=== Input data ===

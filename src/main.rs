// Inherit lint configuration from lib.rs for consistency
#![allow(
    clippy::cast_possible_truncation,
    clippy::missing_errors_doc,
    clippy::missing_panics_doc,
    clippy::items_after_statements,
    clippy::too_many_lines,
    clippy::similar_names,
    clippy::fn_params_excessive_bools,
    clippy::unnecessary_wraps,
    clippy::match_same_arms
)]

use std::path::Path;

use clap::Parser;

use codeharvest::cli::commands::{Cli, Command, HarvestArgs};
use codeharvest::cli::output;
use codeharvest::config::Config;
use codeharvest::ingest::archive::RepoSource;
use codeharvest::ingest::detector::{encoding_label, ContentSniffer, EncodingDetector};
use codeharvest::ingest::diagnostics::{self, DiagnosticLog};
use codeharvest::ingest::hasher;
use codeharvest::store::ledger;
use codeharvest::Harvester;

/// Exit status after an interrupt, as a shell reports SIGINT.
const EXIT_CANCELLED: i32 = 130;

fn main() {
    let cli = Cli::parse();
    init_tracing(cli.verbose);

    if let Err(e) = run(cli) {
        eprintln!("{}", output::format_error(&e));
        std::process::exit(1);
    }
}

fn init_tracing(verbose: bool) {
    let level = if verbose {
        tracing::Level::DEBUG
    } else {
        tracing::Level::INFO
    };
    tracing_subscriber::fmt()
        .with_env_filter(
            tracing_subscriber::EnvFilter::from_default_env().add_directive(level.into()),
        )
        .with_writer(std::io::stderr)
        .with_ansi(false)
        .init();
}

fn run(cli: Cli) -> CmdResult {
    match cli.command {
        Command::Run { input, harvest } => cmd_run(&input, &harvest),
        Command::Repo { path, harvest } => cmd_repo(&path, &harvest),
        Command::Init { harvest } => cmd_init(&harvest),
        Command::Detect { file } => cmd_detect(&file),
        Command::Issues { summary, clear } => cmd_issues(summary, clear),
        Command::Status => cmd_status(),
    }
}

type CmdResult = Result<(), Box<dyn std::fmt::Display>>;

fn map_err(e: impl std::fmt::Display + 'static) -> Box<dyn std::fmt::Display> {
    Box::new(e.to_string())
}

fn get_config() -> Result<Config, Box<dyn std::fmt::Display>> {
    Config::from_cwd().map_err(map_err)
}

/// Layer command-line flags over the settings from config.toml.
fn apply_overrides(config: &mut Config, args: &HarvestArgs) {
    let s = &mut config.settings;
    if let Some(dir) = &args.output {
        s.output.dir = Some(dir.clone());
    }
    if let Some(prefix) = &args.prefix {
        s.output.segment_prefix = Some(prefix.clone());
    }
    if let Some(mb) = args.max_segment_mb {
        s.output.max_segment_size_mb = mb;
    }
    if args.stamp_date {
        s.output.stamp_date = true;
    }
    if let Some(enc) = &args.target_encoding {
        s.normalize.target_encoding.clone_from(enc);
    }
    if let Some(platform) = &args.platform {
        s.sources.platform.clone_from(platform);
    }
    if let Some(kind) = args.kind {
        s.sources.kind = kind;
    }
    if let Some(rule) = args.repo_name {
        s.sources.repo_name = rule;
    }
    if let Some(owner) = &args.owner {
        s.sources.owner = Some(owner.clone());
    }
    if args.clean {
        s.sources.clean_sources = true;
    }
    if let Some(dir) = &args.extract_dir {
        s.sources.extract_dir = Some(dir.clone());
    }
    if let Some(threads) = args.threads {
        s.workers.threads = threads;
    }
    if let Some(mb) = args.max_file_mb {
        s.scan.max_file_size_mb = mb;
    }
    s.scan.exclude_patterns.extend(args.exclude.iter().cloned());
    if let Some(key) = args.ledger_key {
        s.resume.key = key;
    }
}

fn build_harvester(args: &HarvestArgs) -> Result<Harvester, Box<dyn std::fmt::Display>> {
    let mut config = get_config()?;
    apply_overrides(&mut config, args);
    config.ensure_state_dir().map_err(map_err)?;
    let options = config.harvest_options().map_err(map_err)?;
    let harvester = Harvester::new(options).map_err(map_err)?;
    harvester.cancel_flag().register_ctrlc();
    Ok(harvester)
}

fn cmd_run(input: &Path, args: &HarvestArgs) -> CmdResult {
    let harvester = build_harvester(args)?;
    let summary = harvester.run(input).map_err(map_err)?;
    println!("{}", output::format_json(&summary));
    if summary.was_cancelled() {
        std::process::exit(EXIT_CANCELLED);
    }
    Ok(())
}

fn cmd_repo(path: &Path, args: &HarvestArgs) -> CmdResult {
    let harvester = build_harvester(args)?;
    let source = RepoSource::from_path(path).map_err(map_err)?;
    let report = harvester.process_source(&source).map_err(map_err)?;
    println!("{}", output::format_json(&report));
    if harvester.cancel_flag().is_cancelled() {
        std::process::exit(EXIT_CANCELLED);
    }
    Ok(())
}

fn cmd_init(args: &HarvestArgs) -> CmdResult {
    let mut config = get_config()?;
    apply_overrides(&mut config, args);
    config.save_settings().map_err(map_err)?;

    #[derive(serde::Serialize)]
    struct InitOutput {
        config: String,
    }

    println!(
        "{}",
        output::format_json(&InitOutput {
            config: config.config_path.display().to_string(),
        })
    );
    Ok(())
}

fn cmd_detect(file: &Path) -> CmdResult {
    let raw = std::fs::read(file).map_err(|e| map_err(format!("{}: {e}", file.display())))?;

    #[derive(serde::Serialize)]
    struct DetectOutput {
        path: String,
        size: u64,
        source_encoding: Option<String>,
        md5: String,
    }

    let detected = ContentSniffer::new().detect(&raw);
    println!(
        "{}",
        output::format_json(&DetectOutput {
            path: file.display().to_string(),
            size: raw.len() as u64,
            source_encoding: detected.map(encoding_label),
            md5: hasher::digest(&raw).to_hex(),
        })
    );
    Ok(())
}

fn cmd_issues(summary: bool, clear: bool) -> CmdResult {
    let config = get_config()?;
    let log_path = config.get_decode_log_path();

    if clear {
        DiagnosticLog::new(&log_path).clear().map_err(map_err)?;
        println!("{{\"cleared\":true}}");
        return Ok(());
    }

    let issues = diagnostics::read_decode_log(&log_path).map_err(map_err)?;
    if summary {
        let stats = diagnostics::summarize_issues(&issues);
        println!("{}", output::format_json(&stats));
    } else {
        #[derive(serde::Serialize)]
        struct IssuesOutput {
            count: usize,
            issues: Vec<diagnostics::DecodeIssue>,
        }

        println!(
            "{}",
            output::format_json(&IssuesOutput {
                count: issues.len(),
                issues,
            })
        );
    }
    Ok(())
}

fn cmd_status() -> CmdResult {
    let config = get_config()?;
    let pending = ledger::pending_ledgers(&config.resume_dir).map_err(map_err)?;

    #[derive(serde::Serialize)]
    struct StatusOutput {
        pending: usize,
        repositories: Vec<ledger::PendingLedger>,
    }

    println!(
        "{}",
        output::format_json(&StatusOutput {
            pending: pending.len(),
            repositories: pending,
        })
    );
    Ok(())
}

===
=== Input data ===

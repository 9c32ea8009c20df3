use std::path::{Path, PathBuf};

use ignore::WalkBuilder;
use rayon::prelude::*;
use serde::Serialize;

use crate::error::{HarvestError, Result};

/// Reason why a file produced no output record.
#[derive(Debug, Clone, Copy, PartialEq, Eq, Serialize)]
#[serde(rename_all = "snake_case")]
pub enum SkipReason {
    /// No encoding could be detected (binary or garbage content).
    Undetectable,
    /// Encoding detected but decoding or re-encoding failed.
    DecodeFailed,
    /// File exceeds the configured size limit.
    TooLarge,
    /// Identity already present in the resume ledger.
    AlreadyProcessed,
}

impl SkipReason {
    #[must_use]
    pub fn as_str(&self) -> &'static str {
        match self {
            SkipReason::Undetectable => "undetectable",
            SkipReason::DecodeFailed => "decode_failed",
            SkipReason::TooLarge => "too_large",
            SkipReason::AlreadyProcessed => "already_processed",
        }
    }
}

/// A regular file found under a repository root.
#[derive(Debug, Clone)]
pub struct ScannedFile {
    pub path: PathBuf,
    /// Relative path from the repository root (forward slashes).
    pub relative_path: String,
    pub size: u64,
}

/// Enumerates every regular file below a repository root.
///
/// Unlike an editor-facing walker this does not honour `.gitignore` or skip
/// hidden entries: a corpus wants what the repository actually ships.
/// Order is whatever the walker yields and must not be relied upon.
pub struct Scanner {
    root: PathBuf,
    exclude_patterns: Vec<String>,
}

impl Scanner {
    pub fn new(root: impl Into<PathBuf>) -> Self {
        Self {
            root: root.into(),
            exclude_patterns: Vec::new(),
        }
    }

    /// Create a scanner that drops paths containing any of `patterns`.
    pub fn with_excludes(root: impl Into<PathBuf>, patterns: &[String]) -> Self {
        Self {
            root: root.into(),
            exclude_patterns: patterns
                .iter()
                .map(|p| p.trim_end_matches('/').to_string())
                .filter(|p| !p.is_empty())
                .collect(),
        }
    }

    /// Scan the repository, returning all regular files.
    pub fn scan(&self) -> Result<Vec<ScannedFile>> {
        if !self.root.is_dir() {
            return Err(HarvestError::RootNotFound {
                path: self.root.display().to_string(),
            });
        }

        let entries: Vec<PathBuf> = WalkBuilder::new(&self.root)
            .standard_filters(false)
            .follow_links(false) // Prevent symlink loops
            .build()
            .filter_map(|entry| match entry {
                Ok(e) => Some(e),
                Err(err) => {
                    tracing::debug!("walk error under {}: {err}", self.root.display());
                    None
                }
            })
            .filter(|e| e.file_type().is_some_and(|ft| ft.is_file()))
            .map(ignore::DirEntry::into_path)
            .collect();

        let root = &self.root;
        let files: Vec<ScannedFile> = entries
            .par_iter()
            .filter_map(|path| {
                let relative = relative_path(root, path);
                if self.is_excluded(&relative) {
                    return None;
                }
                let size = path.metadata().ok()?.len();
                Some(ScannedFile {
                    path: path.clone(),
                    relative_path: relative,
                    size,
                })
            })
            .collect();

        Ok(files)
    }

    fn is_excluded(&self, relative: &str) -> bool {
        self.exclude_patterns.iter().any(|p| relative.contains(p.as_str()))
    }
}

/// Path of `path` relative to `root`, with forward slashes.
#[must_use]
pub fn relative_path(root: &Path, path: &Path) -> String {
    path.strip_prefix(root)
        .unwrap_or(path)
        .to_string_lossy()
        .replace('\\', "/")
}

===

(Exercise objective) From the records above, pull every line that carries the word "Undetectable".

(Exercise result)
    Undetectable,
            SkipReason::Undetectable => "undetectable",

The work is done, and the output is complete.